BIRMINGHAM, Ala. (DTN) -- Land experts at Acres track and forecast national agricultural land price trends, while at the same time being able to drill down into county-level data affecting values and rental rates.
For Aaron Shew, data science director, an analysis of land values starts with the inherent productivity of any given parcel. He explained how, as well as other factors he examines.
-- PRODUCTIVITY. Shew said inherent productivity isn't tied to any farm-management decision but rather it's how a parcel of land ranks in terms of what it can produce.
Acres uses an A, B, C or D classification system, which goes best to worst in terms of productivity. Once a parcel is classified using regional soil scores from the USDA Natural Resources Conservation Service, Shew said they look for price and sale trends to tie to it.
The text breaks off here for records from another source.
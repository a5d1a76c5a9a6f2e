//! Configuration loading from disk and process environment.

use std::env;
use std::fs;
use std::path::Path;

use crate::config::schema::AppConfig;
use crate::config::validation::{validate_config, ValidationError};

/// Environment variable naming an optional TOML config file.
pub const CONFIG_PATH_VAR: &str = "CONTACT_BOOK_CONFIG";

/// Error type for configuration loading.
#[derive(Debug)]
pub enum ConfigError {
    Io(std::io::Error),
    Parse(toml::de::Error),
    Validation(Vec<ValidationError>),
}

impl std::fmt::Display for ConfigError {
    fn fmt(&self, f: &mut std::fmt::Formatter<'_>) -> std::fmt::Result {
        match self {
            ConfigError::Io(e) => write!(f, "IO error: {}", e),
            ConfigError::Parse(e) => write!(f, "Parse error: {}", e),
            ConfigError::Validation(errors) => {
                write!(f, "Validation failed: ")?;
                for (i, err) in errors.iter().enumerate() {
                    if i > 0 {
                        write!(f, ", ")?;
                    }
                    write!(f, "{}", err)?;
                }
                Ok(())
            }
        }
    }
}

impl std::error::Error for ConfigError {}

/// Load and validate configuration from a TOML file.
pub fn load_file(path: &Path) -> Result<AppConfig, ConfigError> {
    let content = fs::read_to_string(path).map_err(ConfigError::Io)?;
    let config: AppConfig = toml::from_str(&content).map_err(ConfigError::Parse)?;
    Ok(config)
}

/// Assemble the runtime configuration.
///
/// Starts from an optional TOML file named by `CONTACT_BOOK_CONFIG`,
/// applies `PORT` and `DATABASE_URL` environment overrides, then runs
/// semantic validation.
pub fn load() -> Result<AppConfig, ConfigError> {
    let mut config = match env::var(CONFIG_PATH_VAR) {
        Ok(path) => load_file(Path::new(&path))?,
        Err(_) => AppConfig::default(),
    };

    if let Ok(port) = env::var("PORT") {
        match apply_port(&config.server.bind_address, &port) {
            Some(addr) => config.server.bind_address = addr,
            None => tracing::warn!(port = %port, "Ignoring unparseable PORT override"),
        }
    }
    if let Ok(url) = env::var("DATABASE_URL") {
        config.database.url = url;
    }

    validate_config(&config).map_err(ConfigError::Validation)?;
    Ok(config)
}

/// Replace the port of a `host:port` bind address. Returns `None` when the
/// override is not a valid port number.
fn apply_port(bind_address: &str, port: &str) -> Option<String> {
    let port: u16 = port.parse().ok()?;
    let host = bind_address.rsplit_once(':').map(|(h, _)| h)?;
    Some(format!("{}:{}", host, port))
}

#[cfg(test)]
mod tests {
    use super::*;

    #[test]
    fn port_override_replaces_only_the_port() {
        assert_eq!(
            apply_port("0.0.0.0:3000", "8080"),
            Some("0.0.0.0:8080".to_string())
        );
        assert_eq!(
            apply_port("127.0.0.1:3000", "3001"),
            Some("127.0.0.1:3001".to_string())
        );
    }

    #[test]
    fn bad_port_override_is_rejected() {
        assert_eq!(apply_port("0.0.0.0:3000", "not-a-port"), None);
        assert_eq!(apply_port("0.0.0.0:3000", "99999"), None);
    }

    #[test]
    fn toml_round_trips_through_loader() {
        let parsed: AppConfig = toml::from_str(
            r#"
            [database]
            url = "sqlite://test.db"
            max_connections = 2
            "#,
        )
        .unwrap();
        assert_eq!(parsed.database.url, "sqlite://test.db");
        assert_eq!(parsed.database.max_connections, 2);
    }
}
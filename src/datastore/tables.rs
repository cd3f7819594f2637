diesel::table! {
    posts (id) {
        id -> BigInt,
        title -> Text,
        body -> Text,
        author -> Text,
        category -> Text,
        created_ns -> BigInt,
    }
}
From the beginning of 2020 to June 2023, there are some interesting trends, he noted. Class A land increased the most in price during late 2021 and the first half of 2022 largely because of competition among farmer buyers with strong balance sheets. But it was the first class to level out as the market softened in late 2022 and early 2023. Most of the land that changed hands in the last 12 months has been Class A. Class B and Class C land also showed steady increases over that time, but Shew explained the climb wasn't as fast, and as the land market softened, it didn't dip as much as the Class A land. Class D had the lowest number of participating buyers.
-- CLIMATE CHANGE. Shew believes climate change will play a role in influencing ag land values, but it's a slow-moving factor.
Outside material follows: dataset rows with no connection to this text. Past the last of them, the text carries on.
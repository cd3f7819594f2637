//! Talks to a running cryptoblog server over HTTP.
use crate::client::Backend;
use crate::datastore::{CreateResult, NewPost, Post};
use actix_web::{error::PayloadError, http::StatusCode, web::Bytes};
use anyhow::{anyhow, bail, Context};
use async_trait::async_trait;
use awc::Client;
use url::Url;

/// Largest post list the client is willing to buffer.
const MAX_LIST_BYTES: usize = 64 * 1024 * 1024;

/// A Backend that calls the blog API at `base`.
#[derive(Clone)]
pub struct HttpBackend {
    http: Client,
    base: Url,
}

impl HttpBackend {
    pub fn new(base: &str) -> Result<Self, anyhow::Error> {
        let mut base = Url::parse(base).with_context(|| format!("{} isn't a valid URL", base))?;
        if base.cannot_be_a_base() {
            bail!("{} can't be used as a base URL", base);
        }
        // Url::join replaces the last path segment unless the path ends in a slash.
        if !base.path().ends_with('/') {
            let path = format!("{}/", base.path());
            base.set_path(&path);
        }
        Ok(Self {
            http: Client::default(),
            base,
        })
    }

    fn endpoint(&self, path: &str) -> Result<Url, anyhow::Error> {
        self.base
            .join(path)
            .with_context(|| format!("couldn't build URL for {}", path))
    }
}

/// Turn a non-2xx response into an error that includes whatever the server said.
async fn check_status<S>(
    call: &'static str,
    resp: &mut awc::ClientResponse<S>,
) -> Result<(), anyhow::Error>
where
    S: futures::Stream<Item = Result<Bytes, PayloadError>> + Unpin,
{
    let status = resp.status();
    if status.is_success() {
        return Ok(());
    }
    let body = resp
        .body()
        .await
        .map(|bytes| String::from_utf8_lossy(&bytes).into_owned())
        .unwrap_or_default();
    Err(anyhow!("{} failed with {}: {}", call, describe(status), body))
}

fn describe(status: StatusCode) -> String {
    match status.canonical_reason() {
        Some(reason) => format!("{} {}", status.as_u16(), reason),
        None => status.as_u16().to_string(),
    }
}

#[async_trait(?Send)]
impl Backend for HttpBackend {
    async fn create_post(&self, new_post: &NewPost) -> Result<CreateResult, anyhow::Error> {
        let url = self.endpoint("posts")?;
        let mut resp = self
            .http
            .post(url.as_str())
            .send_json(new_post)
            .await
            .map_err(|e| anyhow!("createPost request to {} failed: {}", url, e))?;
        check_status("createPost", &mut resp).await?;
        resp.json::<CreateResult>()
            .await
            .map_err(|e| anyhow!("createPost returned an unreadable result: {}", e))
    }

    async fn get_posts(&self) -> Result<Vec<Post>, anyhow::Error> {
        let url = self.endpoint("posts")?;
        let mut resp = self
            .http
            .get(url.as_str())
            .send()
            .await
            .map_err(|e| anyhow!("getPosts request to {} failed: {}", url, e))?;
        check_status("getPosts", &mut resp).await?;
        resp.json::<Vec<Post>>()
            .limit(MAX_LIST_BYTES)
            .await
            .map_err(|e| anyhow!("getPosts returned an unreadable list: {}", e))
    }

    async fn health_check(&self) -> Result<String, anyhow::Error> {
        let url = self.endpoint("health")?;
        let mut resp = self
            .http
            .get(url.as_str())
            .send()
            .await
            .map_err(|e| anyhow!("healthCheck request to {} failed: {}", url, e))?;
        check_status("healthCheck", &mut resp).await?;
        resp.json::<String>()
            .await
            .map_err(|e| anyhow!("healthCheck returned an unreadable status: {}", e))
    }
}
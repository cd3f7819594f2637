use crate::metrics;
use crate::twoface::{json_error_handler, Cause, Describe, ExternalError, Fallible};
use actix_web::{web, HttpRequest, HttpResponse};
use anyhow::anyhow;
use std::future::Future;
use std::time::Instant;

pub mod posts;

/// Everything a handler needs, shared between actix workers.
#[derive(Clone)]
pub struct State<DS> {
    pub ds: DS,
}

/// JSON extraction settings for every endpoint: a body size cap, and twoface errors on failure.
pub fn json_config(max_body_size: usize) -> web::JsonConfig {
    web::JsonConfig::default()
        .limit(max_body_size)
        .error_handler(json_error_handler)
}

/// Fallback for any route the blog doesn't serve.
pub async fn not_found(req: HttpRequest) -> Fallible<HttpResponse> {
    Err(
        anyhow!("no route for {} {}", req.method(), req.path()).describe(ExternalError {
            cause: Cause::NotFound,
            text: "Route does not exist",
        }),
    )
}

/// Execute the closure, then log its operational metrics, e.g. time taken, whether it returned Ok/Err, etc.
async fn observe<F, Fut, R>(name: &'static str, f: F) -> Fallible<R>
where
    F: FnOnce() -> Fut,
    Fut: Future<Output = Fallible<R>>,
{
    let start = Instant::now();
    let return_val = f().await;
    let duration = start.elapsed();
    metrics::HANDLER_SECS
        .with_label_values(&[name])
        .observe(duration.as_secs_f64());
    metrics::RESPONSES
        .with_label_values(&[name, variant_name(&return_val)])
        .inc();
    return_val
}

fn variant_name<T, E>(result: &Result<T, E>) -> &'static str {
    if result.is_ok() {
        "ok"
    } else {
        "err"
    }
}
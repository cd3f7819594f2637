//! A post store that lives in the server's memory. Posts survive as long as the process does.
use crate::datastore::{NewPost, Post, PostStore, STORE_UNAVAILABLE};
use crate::twoface::{DescribeErr, Fallible};
use anyhow::anyhow;
use async_trait::async_trait;
use chrono::offset::Utc;
use prometheus::{
    core::{Collector, Desc},
    proto::MetricFamily,
    IntGauge, Opts,
};
use std::sync::{Arc, Mutex, MutexGuard};

#[derive(Debug, Default)]
struct Posts {
    next_id: u64,
    posts: Vec<Post>,
}

/// An implementation of datastore::PostStore backed by a Vec. Clones share the same posts.
#[derive(Clone)]
pub struct MemoryStore {
    inner: Arc<Mutex<Posts>>,
    stored: IntGauge,
}

impl MemoryStore {
    pub fn new() -> Result<Self, anyhow::Error> {
        let stored = IntGauge::with_opts(Opts::new(
            "cryptoblog_posts_stored",
            "How many posts the in-memory store holds",
        ))?;
        Ok(Self {
            inner: Default::default(),
            stored,
        })
    }

    fn lock(&self) -> Fallible<MutexGuard<'_, Posts>> {
        self.inner
            .lock()
            .map_err(|_| anyhow!("in-memory post store mutex was poisoned"))
            .describe_err(STORE_UNAVAILABLE)
    }
}

#[async_trait]
impl PostStore for MemoryStore {
    async fn create_post(&self, new_post: NewPost) -> Fallible<Post> {
        let mut store = self.lock()?;
        let id = store.next_id;
        let post = new_post
            .into_post(id, Utc::now())
            .ok_or_else(|| anyhow!("current time doesn't fit in an i64 of nanoseconds"))?;
        // Only advance the ID once the post is definitely going to be stored.
        store.next_id += 1;
        store.posts.push(post.clone());
        Ok(post)
    }

    async fn list_posts(&self) -> Fallible<Vec<Post>> {
        Ok(self.lock()?.posts.clone())
    }

    async fn health(&self) -> Fallible<()> {
        self.lock().map(|_| ())
    }
}

impl Collector for MemoryStore {
    fn desc(&self) -> Vec<&Desc> {
        self.stored.desc()
    }

    fn collect(&self) -> Vec<MetricFamily> {
        if let Ok(store) = self.inner.lock() {
            self.stored.set(store.posts.len() as i64);
        }
        self.stored.collect()
    }
}
#[macro_use]
extern crate guard;

use actix_web::{
    dev::{Service, ServiceResponse},
    middleware, web, App, HttpServer,
};
use cryptoblog::api::{self, State};
use cryptoblog::config::{Config, StoreKind};
use cryptoblog::datastore::{memory::MemoryStore, PostStore};
use cryptoblog::metrics;
use futures::future::FutureExt;
use prometheus::core::Collector;
use tracing::{error, info, Level};

fn main() {
    let args: Vec<_> = std::env::args().collect();
    guard!(let [_, config_file_path, ..] = &args[..] else {
        eprintln!("First argument should be path to config file");
        std::process::exit(2)
    });

    let config = match Config::from_file(config_file_path) {
        Ok(config) => config,
        Err(e) => {
            eprintln!("{:#}", e);
            std::process::exit(2)
        }
    };

    // Set up logger output
    let subscriber_builder = tracing_subscriber::fmt().with_max_level(Level::DEBUG);
    if config.human_logs {
        subscriber_builder.init();
    } else {
        subscriber_builder.json().init();
    }

    info!(store = ?config.store, "starting cryptoblog");

    if let Err(e) = actix_rt::System::new().block_on(run(config)) {
        error!("cryptoblog stopped: {:#}", e);
        std::process::exit(1);
    }
}

async fn run(config: Config) -> Result<(), anyhow::Error> {
    match config.store {
        StoreKind::Memory => {
            let ds = MemoryStore::new()?;
            serve(config, ds).await
        }
        StoreKind::Postgres => serve_postgres(config).await,
    }
}

#[cfg(feature = "postgres")]
async fn serve_postgres(config: Config) -> Result<(), anyhow::Error> {
    use cryptoblog::datastore::postgres::{Dsn, PostgresStore};
    use std::time::Duration;

    // Build the postgres client
    let db = PostgresStore::new(
        Dsn::new(&config)?,
        config.db_pool_size,
        Duration::from_secs(config.db_connection_timeout),
    )?;
    serve(config, db).await
}

#[cfg(not(feature = "postgres"))]
async fn serve_postgres(_config: Config) -> Result<(), anyhow::Error> {
    anyhow::bail!("store = \"postgres\" needs cryptoblog built with `--features postgres`")
}

/// Serve the blog API and the metrics endpoint until either server stops.
async fn serve<DS>(config: Config, ds: DS) -> Result<(), anyhow::Error>
where
    DS: PostStore + Collector + 'static,
{
    prometheus::register(Box::new(ds.clone()))?;
    let state = State { ds };

    // Start the blog API server
    info!(addr = &config.listen_address[..], "starting blog API server");
    let max_body_size = config.max_body_size;
    let api_server = HttpServer::new(move || {
        App::new()
            // Middleware for Prometheus
            .wrap_fn(|request, srv| srv.call(request).map(increment_response_metrics))
            // enable logger
            .wrap(middleware::Logger::default())
            .app_data(web::Data::new(state.clone()))
            // limit size of the payload (global configuration)
            .app_data(api::json_config(max_body_size))
            .configure(api::posts::configure::<DS>)
            .default_service(web::route().to(api::not_found))
    })
    .bind(config.listen_address.as_str())?
    .run();

    // Start the metrics server
    info!(addr = &config.metrics_address[..], "starting metrics server");
    let metrics_server = HttpServer::new(|| {
        App::new().service(
            web::scope("/metrics")
                .service(web::resource("/").route(web::get().to(metrics::endpoint::gather)))
                .service(web::resource("").route(web::get().to(metrics::endpoint::gather))),
        )
    })
    .bind(config.metrics_address.as_str())?
    .run();

    futures::try_join!(api_server, metrics_server)?;
    Ok(())
}

/// If response is OK, increment the metrics for HTTP statuses.
fn increment_response_metrics<E, B>(
    response: Result<ServiceResponse<B>, E>,
) -> Result<ServiceResponse<B>, E> {
    match response {
        Ok(response) => {
            metrics::HTTP_RESPONSES
                .with_label_values(&[response.status().as_str()])
                .inc();
            Ok(response)
        }
        other => other,
    }
}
"With climate, the main thing to understand is that a lot of the shifts we observe don't necessarily affect land values as we see them right now across most of the country. It takes a long time." Shew said. "Take, for example, water regulations in California. If you're in a district that receives less water, that will equal lower land values. Conversely, places with higher water deliveries are well-positioned when we look at potential growth rates.
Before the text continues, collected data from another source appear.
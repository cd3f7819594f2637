pub mod memory;
#[cfg(feature = "postgres")]
pub mod postgres;
pub mod structs;
#[cfg(feature = "postgres")]
pub mod tables;

use crate::twoface::{Cause, ExternalError, Fallible};
use async_trait::async_trait;
pub use structs::{CreateResult, NewPost, Post};

/// What users see when a store can't be reached. The cause stays in the internal error.
pub const STORE_UNAVAILABLE: ExternalError = ExternalError {
    cause: Cause::ServerError,
    text: "Post store is unavailable",
};

#[async_trait]
/// The interface for storing blog posts.
pub trait PostStore: Clone + Send + Sync {
    /// Assign the post an ID and timestamp, then keep it forever. Callers validate first.
    async fn create_post(&self, new_post: NewPost) -> Fallible<Post>;
    /// Every post, oldest first.
    async fn list_posts(&self) -> Fallible<Vec<Post>>;
    /// Can the store currently serve reads and writes?
    async fn health(&self) -> Fallible<()>;
}
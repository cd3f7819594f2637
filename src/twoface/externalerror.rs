use actix_web::http::StatusCode;
use std::fmt;

/// Used to create HTTP responses with the given text and status code.
#[derive(Debug, Clone, Copy, PartialEq, Eq)]
pub struct ExternalError {
    /// A user-facing explanation of what caused the error.
    pub cause: Cause,
    /// Error text that will describe the problem to the user.
    pub text: &'static str,
}

/// A user-facing explanation of what caused the error.
#[derive(Debug, Clone, Copy, PartialEq, Eq)]
pub enum Cause {
    ServerError,
    UserInvalidField,
    NotFound,
}

impl fmt::Display for Cause {
    fn fmt(&self, f: &mut fmt::Formatter<'_>) -> Result<(), fmt::Error> {
        // Make fmt::Display the same as fmt::Debug, i.e. each variant's name.
        write!(f, "{:?}", self)
    }
}

impl From<Cause> for StatusCode {
    /// Causes can be mapped to HTTP status codes. ExternalError doesn't use status codes directly,
    /// because some components (e.g. the datastore) shouldn't need to know about HTTP codes.
    fn from(cause: Cause) -> StatusCode {
        match cause {
            Cause::ServerError => StatusCode::INTERNAL_SERVER_ERROR,
            Cause::UserInvalidField => StatusCode::BAD_REQUEST,
            Cause::NotFound => StatusCode::NOT_FOUND,
        }
    }
}

impl fmt::Display for ExternalError {
    fn fmt(&self, f: &mut fmt::Formatter<'_>) -> Result<(), fmt::Error> {
        write!(f, "{}: {}", self.cause, self.text)
    }
}

impl Default for ExternalError {
    // Default to ServerError and a very vague generic message.
    fn default() -> Self {
        Self {
            cause: Cause::ServerError,
            text: "Internal server error",
        }
    }
}
//! The reader/writer side of the blog: remote calls to the post store, and the view-model a front
//! end renders from.
#[cfg(test)]
pub mod fake;
pub mod filter;
pub mod http;
pub mod view;

use crate::datastore::{CreateResult, NewPost, Post};
use async_trait::async_trait;

pub use filter::CategoryFilter;
pub use http::HttpBackend;
pub use view::{BlogView, DraftField};

#[async_trait(?Send)]
/// The remote calls the post store answers. Each one either resolves or fails; nothing retries.
pub trait Backend {
    async fn create_post(&self, new_post: &NewPost) -> Result<CreateResult, anyhow::Error>;
    async fn get_posts(&self) -> Result<Vec<Post>, anyhow::Error>;
    async fn health_check(&self) -> Result<String, anyhow::Error>;
}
"But direct climate change impacts aren't really priced in yet. It may be years before we start to see things like the Sustainable Groundwater Management Act impact land prices as it is implemented over a long time frame. In other words, these effects tend to trickle in over time, rather than have a direct and drastic impact on land values in a short time frame."
In the Midwest, where traditional row-crop production ground has been primarily rain-fed, Shew said they are seeing more wells and irrigation infrastructures in some regions, and those are already being priced into the value of land when it sells.
"Looking at sales on Acres.com in Nebraska, for example, we can compare irrigated versus nonirrigated land and see substantial differences. So, whether we are talking about water through wells and irrigation, or rain-fed crops, water scarcity or plenty already makes a difference, and that will only become more pronounced as we move forward."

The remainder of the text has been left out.